Medical discoveries, major investments from the private and public sectors, and growing markets for certain treatments have taken the engines of drug development from a purr to a roar. But like any healthy industry, a byproduct of boom times is intense competition. Some CROs have, to an extent, insulated themselves from this competition by focusing on niche markets based on specific therapeutic areas. But as recent challenges in early-phase research lead to new interactions among early-phase CROs, that may be changing. What are these new developments? What’s driving them, and what threats and opportunities do they present to both niche and non-niche CROs in this highly competitive era?
Collaborations, acquisitions, and a changing paradigm for CROs
The market research group Beroe analysis divides the Phase I CRO landscape into three groups: global players, emerging players, and niche players. However, Beroe predicts that, over the next several years, a flurry of acquisitions, collaborations, and expansions among these groups will cause the lines separating CROs into niches to become less defined.1 These activities may be related to an uptick in trial complexity that has taken hold in early-phase clinical research in recent years. Over 80% of respondents in a 2011 survey, all involved with Phase I research, noted that “early stage trials are increasingly complex, with patients now included more often.”2 Last year, a global CRO acquired a smaller niche player out of the belief that the resulting expansion of therapeutic expertise would “improve [the CRO’s] ability to manage increasingly complex trials.”
What implications could all this have for the ways CROs of all types and sizes compete with each other?
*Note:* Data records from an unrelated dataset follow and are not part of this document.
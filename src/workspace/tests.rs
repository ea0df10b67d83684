use std::path::{Path, PathBuf};

use super::*;

fn write(dir: &Path, name: &str, text: &str) -> PathBuf {
    let path = dir.join(name);
    std::fs::write(&path, text).unwrap();
    path
}

const LEXER: &str = "lexer grammar L;\nID: [a-z]+;\nWS: ' ' -> skip;\n";

#[test]
fn test_repeated_load_keeps_identity() {
    let mut workspace = Workspace::new();
    let first = workspace.load_grammar("T.g4", Some("grammar T;\nr: 'x';\n"));
    let second = workspace.load_grammar("./T.g4", None);

    assert_eq!(first, second);
    assert_eq!(workspace.ref_count("T.g4"), 2);
    // The second load must not replace the text
    assert_eq!(workspace.context("T.g4").unwrap().source(), "grammar T;\nr: 'x';\n");

    workspace.release_grammar("T.g4");
    assert!(workspace.is_loaded("T.g4"));
    workspace.release_grammar("T.g4");
    assert!(!workspace.is_loaded("T.g4"));

    let third = workspace.load_grammar("T.g4", Some("grammar T;\n"));
    assert_ne!(third, first);
}

#[test]
fn test_unreadable_file_loads_empty() {
    let dir = tempfile::tempdir().unwrap();
    let mut workspace = Workspace::new();
    workspace.load_grammar(dir.path().join("Missing.g4"), None);

    let context = workspace.context(dir.path().join("Missing.g4")).unwrap();
    assert_eq!(context.source(), "");
    assert_eq!(context.grammar_name(), "Missing");
}

#[test]
fn test_dependencies_load_and_release_with_grammar() {
    let dir = tempfile::tempdir().unwrap();
    let lexer = write(dir.path(), "L.g4", LEXER);
    let parser = write(
        dir.path(),
        "P.g4",
        "parser grammar P;\noptions { tokenVocab = L; }\nr: ID+;\n",
    );

    let mut workspace = Workspace::new();
    workspace.load_grammar(&parser, None);
    assert_eq!(workspace.ref_count(&lexer), 1);
    assert_eq!(workspace.get_dependencies(&parser), vec![lexer.clone()]);
    assert_eq!(
        workspace.context(&lexer).unwrap().dependents().collect::<Vec<_>>(),
        vec![parser.as_path()]
    );

    workspace.release_grammar(&parser);
    assert_eq!(workspace.context_count(), 0);
}

#[test]
fn test_shared_dependency_survives_one_release() {
    let dir = tempfile::tempdir().unwrap();
    let lexer = write(dir.path(), "L.g4", LEXER);
    let first = write(dir.path(), "A.g4", "parser grammar A;\noptions { tokenVocab = L; }\na: ID;\n");
    let second = write(dir.path(), "B.g4", "parser grammar B;\noptions { tokenVocab = L; }\nb: ID;\n");

    let mut workspace = Workspace::new();
    workspace.load_grammar(&first, None);
    workspace.load_grammar(&second, None);
    assert_eq!(workspace.ref_count(&lexer), 2);

    workspace.release_grammar(&first);
    assert!(!workspace.is_loaded(&first));
    assert_eq!(workspace.ref_count(&lexer), 1);
    assert_eq!(
        workspace.context(&lexer).unwrap().dependents().collect::<Vec<_>>(),
        vec![second.as_path()]
    );

    workspace.release_grammar(&second);
    assert_eq!(workspace.context_count(), 0);
}

#[test]
fn test_explicitly_loaded_dependency_outlives_dependent() {
    let dir = tempfile::tempdir().unwrap();
    let lexer = write(dir.path(), "L.g4", LEXER);
    let parser = write(dir.path(), "P.g4", "parser grammar P;\noptions { tokenVocab = L; }\nr: ID;\n");

    let mut workspace = Workspace::new();
    workspace.load_grammar(&lexer, None);
    workspace.load_grammar(&parser, None);
    workspace.release_grammar(&parser);

    assert!(workspace.is_loaded(&lexer));
    assert_eq!(workspace.ref_count(&lexer), 1);
    assert_eq!(workspace.context(&lexer).unwrap().dependents().count(), 0);
}

#[test]
fn test_import_dir_wins_over_own_dir() {
    let dir = tempfile::tempdir().unwrap();
    let lib = dir.path().join("lib");
    std::fs::create_dir(&lib).unwrap();
    write(dir.path(), "Common.g4", "lexer grammar Common;\nA: 'a';\n");
    let preferred = write(&lib, "Common.g4", "lexer grammar Common;\nB: 'b';\n");
    let main = write(dir.path(), "Main.g4", "grammar Main;\nimport Common;\nr: B;\n");

    let mut workspace = Workspace::with_config(WorkspaceConfig {
        import_dir: Some(lib),
        ..Default::default()
    });
    workspace.load_grammar(&main, None);
    assert_eq!(workspace.get_dependencies(&main), vec![preferred]);
    assert!(workspace.get_diagnostics(&main).is_empty());
}

#[test]
fn test_g_extension_is_tried_after_g4() {
    let dir = tempfile::tempdir().unwrap();
    let old = write(dir.path(), "Old.g", "lexer grammar Old;\nA: 'a';\n");
    let main = write(dir.path(), "Main.g4", "grammar Main;\nimport Old;\nr: A;\n");

    let mut workspace = Workspace::new();
    workspace.load_grammar(&main, None);
    assert_eq!(workspace.get_dependencies(&main), vec![old]);
}

#[test]
fn test_grammar_never_depends_on_itself() {
    let dir = tempfile::tempdir().unwrap();
    let main = write(dir.path(), "T.g4", "grammar T;\nimport T;\nr: 'x';\n");

    let mut workspace = Workspace::new();
    workspace.load_grammar(&main, None);
    assert!(workspace.get_dependencies(&main).is_empty());
    assert_eq!(workspace.ref_count(&main), 1);
}

#[test]
fn test_missing_dependency_is_reported_as_unknown_tokens() {
    let dir = tempfile::tempdir().unwrap();
    let parser = write(dir.path(), "P.g4", "parser grammar P;\noptions { tokenVocab = L; }\nr: ID;\n");

    let mut workspace = Workspace::new();
    workspace.load_grammar(&parser, None);
    assert!(workspace.get_dependencies(&parser).is_empty());
    let messages: Vec<String> = workspace
        .get_diagnostics(&parser)
        .iter()
        .map(|d| d.message.to_string())
        .collect();
    assert_eq!(messages, vec!["Unknown token reference 'ID'".to_string()]);

    write(dir.path(), "L.g4", LEXER);
    workspace.reparse(&parser);
    assert!(workspace.get_diagnostics(&parser).is_empty());
}

#[test]
fn test_set_text_swaps_dependency() {
    let dir = tempfile::tempdir().unwrap();
    let old = write(dir.path(), "Old.g4", "lexer grammar Old;\nA: 'a';\n");
    let new = write(dir.path(), "New.g4", "lexer grammar New;\nB: 'b';\n");
    let main = write(dir.path(), "Main.g4", "grammar Main;\nimport Old;\nr: A;\n");

    let mut workspace = Workspace::new();
    workspace.load_grammar(&main, None);
    assert!(workspace.is_loaded(&old));

    workspace.set_text(&main, "grammar Main;\nimport New;\nr: B;\n");
    assert!(!workspace.is_loaded(&old));
    assert_eq!(workspace.ref_count(&new), 1);
    assert_eq!(workspace.get_dependencies(&main), vec![new.clone()]);

    // Unchanged imports keep their count across reparses
    workspace.reparse(&main);
    assert_eq!(workspace.ref_count(&new), 1);
}

#[test]
fn test_set_text_on_unknown_grammar_is_noop() {
    let mut workspace = Workspace::new();
    workspace.set_text("Nope.g4", "grammar Nope;\n");
    workspace.reparse("Nope.g4");
    assert_eq!(workspace.context_count(), 0);
}

#[test]
fn test_query_loads_on_demand_once() {
    let dir = tempfile::tempdir().unwrap();
    let main = write(dir.path(), "T.g4", "grammar T;\na: b;\nb: 'x';\n");

    let mut workspace = Workspace::new();
    assert_eq!(workspace.get_rule_list(&main), vec!["a", "b"]);
    assert_eq!(workspace.get_rule_list(&main), vec!["a", "b"]);
    assert_eq!(workspace.ref_count(&main), 1);
}

#[test]
fn test_symbol_info_resolves_into_dependency() {
    let dir = tempfile::tempdir().unwrap();
    write(dir.path(), "L.g4", LEXER);
    let parser = write(dir.path(), "P.g4", "parser grammar P;\noptions { tokenVocab = L; }\nr: ID;\n");

    let mut workspace = Workspace::new();
    let info = workspace
        .symbol_info_at_position(&parser, crate::base::Position::new(3, 4))
        .unwrap();
    assert_eq!(info.name, "ID");
    assert!(info.source.ends_with("L.g4"));
    assert_eq!(workspace.info_for_symbol(&parser, "WS").unwrap().name, "WS");
}

#[test]
fn test_reference_counts_include_dependents() {
    let dir = tempfile::tempdir().unwrap();
    let lexer = write(dir.path(), "L.g4", LEXER);
    let parser = write(
        dir.path(),
        "P.g4",
        "parser grammar P;\noptions { tokenVocab = L; }\nr: ID ID;\ns: ID;\n",
    );

    let mut workspace = Workspace::new();
    workspace.load_grammar(&parser, None);
    assert_eq!(workspace.count_references(&lexer, "ID"), 3);
    assert_eq!(workspace.count_references(&parser, "ID"), 3);

    let occurrences = workspace.get_symbol_occurrences(&lexer, "ID");
    assert_eq!(occurrences.len(), 4);
    assert_eq!(occurrences.iter().filter(|o| o.is_definition).count(), 1);
}
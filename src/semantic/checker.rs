//! Semantic checks over a collected symbol table.
//!
//! Reports references that resolve nowhere in the grammar, its dependency
//! closure or the runtime built-ins, duplicate definitions and constructs that
//! the grammar type does not allow.

use rustc_hash::FxHashSet;
use smol_str::SmolStr;

use crate::base::LineIndex;
use crate::parser::{AstNode, GrammarFile, GrammarType, Rule, SyntaxKind};

use super::diagnostics::{Diagnostic, codes, sort_diagnostics};
use super::symbol_table::{Occurrence, SymbolKind, SymbolTable};

pub(crate) struct SemanticChecker<'a> {
    table: &'a SymbolTable,
    dependencies: &'a [&'a SymbolTable],
    builtins: SymbolTable,
    index: &'a LineIndex<'a>,
    diagnostics: Vec<Diagnostic>,
}

impl<'a> SemanticChecker<'a> {
    pub fn new(
        table: &'a SymbolTable,
        dependencies: &'a [&'a SymbolTable],
        index: &'a LineIndex<'a>,
    ) -> Self {
        Self {
            table,
            dependencies,
            builtins: SymbolTable::builtins(),
            index,
            diagnostics: Vec::new(),
        }
    }

    pub fn check(mut self, file: &GrammarFile) -> Vec<Diagnostic> {
        self.check_references();
        self.check_duplicates();
        self.check_rule_kinds(file);
        self.check_channels(file);
        sort_diagnostics(&mut self.diagnostics);
        self.diagnostics
    }

    /// Whether a name is visible with one of the given kinds
    fn resolves(&self, name: &str, kinds: &[SymbolKind]) -> bool {
        std::iter::once(self.table)
            .chain(self.dependencies.iter().copied())
            .chain(std::iter::once(&self.builtins))
            .any(|table| table.lookup_kind(name, kinds).is_some())
    }

    fn check_references(&mut self) {
        let table = self.table;
        let unresolved: Vec<(&Occurrence, &str, &str)> = table
            .occurrences()
            .iter()
            .filter(|o| !o.is_definition)
            .filter_map(|o| {
                let (kinds, message, code): (&[SymbolKind], _, _) = match o.kind {
                    SymbolKind::TokenReference => {
                        (SymbolKind::TOKENS, "Unknown token reference", codes::UNKNOWN_TOKEN)
                    }
                    SymbolKind::RuleReference => {
                        (&[SymbolKind::ParserRule], "Unknown parser rule", codes::UNKNOWN_RULE)
                    }
                    SymbolKind::TokenChannel => {
                        (SymbolKind::CHANNELS, "Unknown channel", codes::UNKNOWN_CHANNEL)
                    }
                    SymbolKind::LexerMode => {
                        (SymbolKind::MODES, "Unknown mode", codes::UNKNOWN_MODE)
                    }
                    _ => return None,
                };
                (!self.resolves(&o.name, kinds)).then_some((o, message, code))
            })
            .collect();

        for (occurrence, message, code) in unresolved {
            let diagnostic = Diagnostic::error_at(
                self.index,
                occurrence.range,
                format!("{message} '{}'", occurrence.name),
            )
            .with_code(code);
            self.diagnostics.push(diagnostic);
        }
    }

    fn check_duplicates(&mut self) {
        let mut seen: FxHashSet<(Namespace, SmolStr)> = FxHashSet::default();
        let mut duplicates = Vec::new();
        for symbol in self.table.iter_symbols() {
            let Some(namespace) = Namespace::of(symbol.kind) else {
                continue;
            };
            if !seen.insert((namespace, symbol.name.clone()))
                && let Some(range) = symbol.name_range
            {
                duplicates.push((symbol.name.clone(), range));
            }
        }
        for (name, range) in duplicates {
            self.diagnostics.push(
                Diagnostic::error_at(self.index, range, format!("Duplicate symbol '{name}'"))
                    .with_code(codes::DUPLICATE_SYMBOL),
            );
        }
    }

    fn check_rule_kinds(&mut self, file: &GrammarFile) {
        let grammar_type = file.grammar_type();
        for rule in file.rules() {
            let Some(name) = rule.name() else {
                continue;
            };
            let message = match (&rule, grammar_type) {
                (Rule::Lexer(_), GrammarType::Parser) => {
                    format!("Lexer rule '{}' is not allowed in a parser grammar", name.text())
                }
                (Rule::Parser(_), GrammarType::Lexer) => {
                    format!("Parser rule '{}' is not allowed in a lexer grammar", name.text())
                }
                _ => continue,
            };
            self.diagnostics.push(
                Diagnostic::error_at(self.index, name.text_range(), message)
                    .with_code(codes::RULE_NOT_ALLOWED),
            );
        }
    }

    fn check_channels(&mut self, file: &GrammarFile) {
        if file.grammar_type() == GrammarType::Lexer {
            return;
        }
        for spec in file.channels_specs() {
            let keyword = spec
                .syntax()
                .children_with_tokens()
                .filter_map(|e| e.into_token())
                .find(|t| t.kind() == SyntaxKind::CHANNELS_KW);
            if let Some(keyword) = keyword {
                self.diagnostics.push(
                    Diagnostic::error_at(
                        self.index,
                        keyword.text_range(),
                        "Custom channels are only allowed in lexer grammars",
                    )
                    .with_code(codes::CHANNELS_NOT_ALLOWED),
                );
            }
        }
    }
}

/// Groups of kinds that share one name space
#[derive(Debug, Clone, Copy, PartialEq, Eq, Hash)]
enum Namespace {
    Rules,
    Channels,
    Modes,
}

impl Namespace {
    fn of(kind: SymbolKind) -> Option<Self> {
        match kind {
            SymbolKind::ParserRule
            | SymbolKind::LexerRule
            | SymbolKind::FragmentLexerToken
            | SymbolKind::VirtualLexerToken => Some(Self::Rules),
            SymbolKind::TokenChannel => Some(Self::Channels),
            SymbolKind::LexerMode => Some(Self::Modes),
            _ => None,
        }
    }
}

/// Run the semantic checks for a grammar against its dependency tables.
pub(crate) fn check_grammar(
    file: &GrammarFile,
    table: &SymbolTable,
    dependencies: &[&SymbolTable],
    index: &LineIndex<'_>,
) -> Vec<Diagnostic> {
    SemanticChecker::new(table, dependencies, index).check(file)
}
For global and non-specialized CROs, acquisitions and collaborations can protect against the challenges arising from this evolution in Phase I trials. By seeking partnerships with niche companies, they can bolster their scientific capabilities and better manage these new complexities, making them more attractive to Sponsors. As for niche CROs, whose competitive refuge may be endangered as other companies encroach upon their therapeutic area, acquisitions and collaborations may pose a threat. These companies may find themselves up against much stronger competition as their competitors become more powerful through partnerships with CROs elsewhere in the industry. On the other hand, it could represent a chance to enter into collaborations that would expand their niches, making them stronger contenders for Sponsors’ business and narrowing the field of competitors through consolidation. This would mitigate a sharp increase in the number of CROs that took place over the first decade of the 21st Century. 3
Keeping a competitive edge
As Phase I trials become more complex and companies expand into new therapeutic areas, niche CROs have a choice: hold their own against the companies expanding into their areas, or embrace these changes to the competitive landscape and open themselves up to acquisitions and partnerships with global CROs and other players. But whether competing for Sponsor business or for partnerships with other companies, CROs will need to remain competitive among larger and more powerful research entities. How can they do this?
Few things in clinical research are valued more than speed and efficiency, and so the ideal game plan may be for CROs to do everything possible to bolster their ability to build studies quickly and affordably, maximize data integrity, and deliver results within their Sponsors’ timelines. Acquiring a cutting-edge electronic data capture (EDC) software can help achieve these goals. By now, EDC is a well-established industry. Still, a surprising number of researchers are still dependent on paper throughout their studies, lending an invaluable advantage to companies whose eClinical software offers tools like eSource and a cloud-based infrastructure to minimize paper usage and maximize efficiency.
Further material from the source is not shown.